(EXERCISE PROMPT)
Nothing but the lines from the start of the records through the line that contains "async fn get_active_sessions(&self)" is to be copied, and each is to be copied exactly.

(DATA IN THIS EXERCISE)
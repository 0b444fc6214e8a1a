#![forbid(unsafe_code)]

mod sqlite;

pub use sqlite::SqliteRepository;

use crate::error::Error;
use async_trait::async_trait;
use serde::Serialize;

/// A session the repository believes is still open (no recorded end time).
#[derive(Debug, Clone, PartialEq, Eq)]
pub struct ActiveSession {
    pub key: String,
    pub name: String,
}

/// Per-application usage aggregate over a time window.
#[derive(Debug, Clone, Serialize, PartialEq, Eq)]
pub struct AppUsage {
    pub name: String,
    pub total_seconds: i64,
    pub launches: i64,
}

/// The app-event history store. Called once per process transition per tick,
/// so implementations must tolerate high call frequency.
#[async_trait]
pub trait AppEventRepository: Send + Sync {
    /// Record the start of a logical application session.
    async fn log_app_event(
        &self,
        name: &str,
        pid: u32,
        parent: &str,
        exe_path: &str,
        start_time: i64,
        unique_key: &str,
    ) -> Result<(), Error>;

    /// Record the end of the session opened under `unique_key`.
    async fn close_app_event(&self, unique_key: &str, end_time: i64) -> Result<(), Error>;

    /// All sessions with no recorded end time.
    async fn get_active_sessions(&self) -> Result<Vec<ActiveSession>, Error>;

    /// Per-app usage over the window, most-used first. Open sessions are
    /// clamped to `until`.
    async fn app_leaderboard(&self, since: i64, until: i64) -> Result<Vec<AppUsage>, Error>;

    /// Total seconds of logged app usage over the window.
    async fn total_screen_time(&self, since: i64, until: i64) -> Result<i64, Error>;

    /// Wipe the entire event history.
    async fn clear_history(&self) -> Result<(), Error>;
}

(ANSWER TO THIS PROBLEM)
repository 0b444fc6214e8a1a
#![forbid(unsafe_code)]

mod sqlite;

pub use sqlite::SqliteRepository;

use crate::error::Error;
use async_trait::async_trait;
use serde::Serialize;

/// A session the repository believes is still open (no recorded end time).
#[derive(Debug, Clone, PartialEq, Eq)]
pub struct ActiveSession {
    pub key: String,
    pub name: String,
}

/// Per-application usage aggregate over a time window.
#[derive(Debug, Clone, Serialize, PartialEq, Eq)]
pub struct AppUsage {
    pub name: String,
    pub total_seconds: i64,
    pub launches: i64,
}

/// The app-event history store. Called once per process transition per tick,
/// so implementations must tolerate high call frequency.
#[async_trait]
pub trait AppEventRepository: Send + Sync {
    /// Record the start of a logical application session.
    async fn log_app_event(
        &self,
        name: &str,
        pid: u32,
        parent: &str,
        exe_path: &str,
        start_time: i64,
        unique_key: &str,
    ) -> Result<(), Error>;

    /// Record the end of the session opened under `unique_key`.
    async fn close_app_event(&self, unique_key: &str, end_time: i64) -> Result<(), Error>;

    /// All sessions with no recorded end time.
    async fn get_active_sessions(&self) -> Result<Vec<ActiveSession>, Error>;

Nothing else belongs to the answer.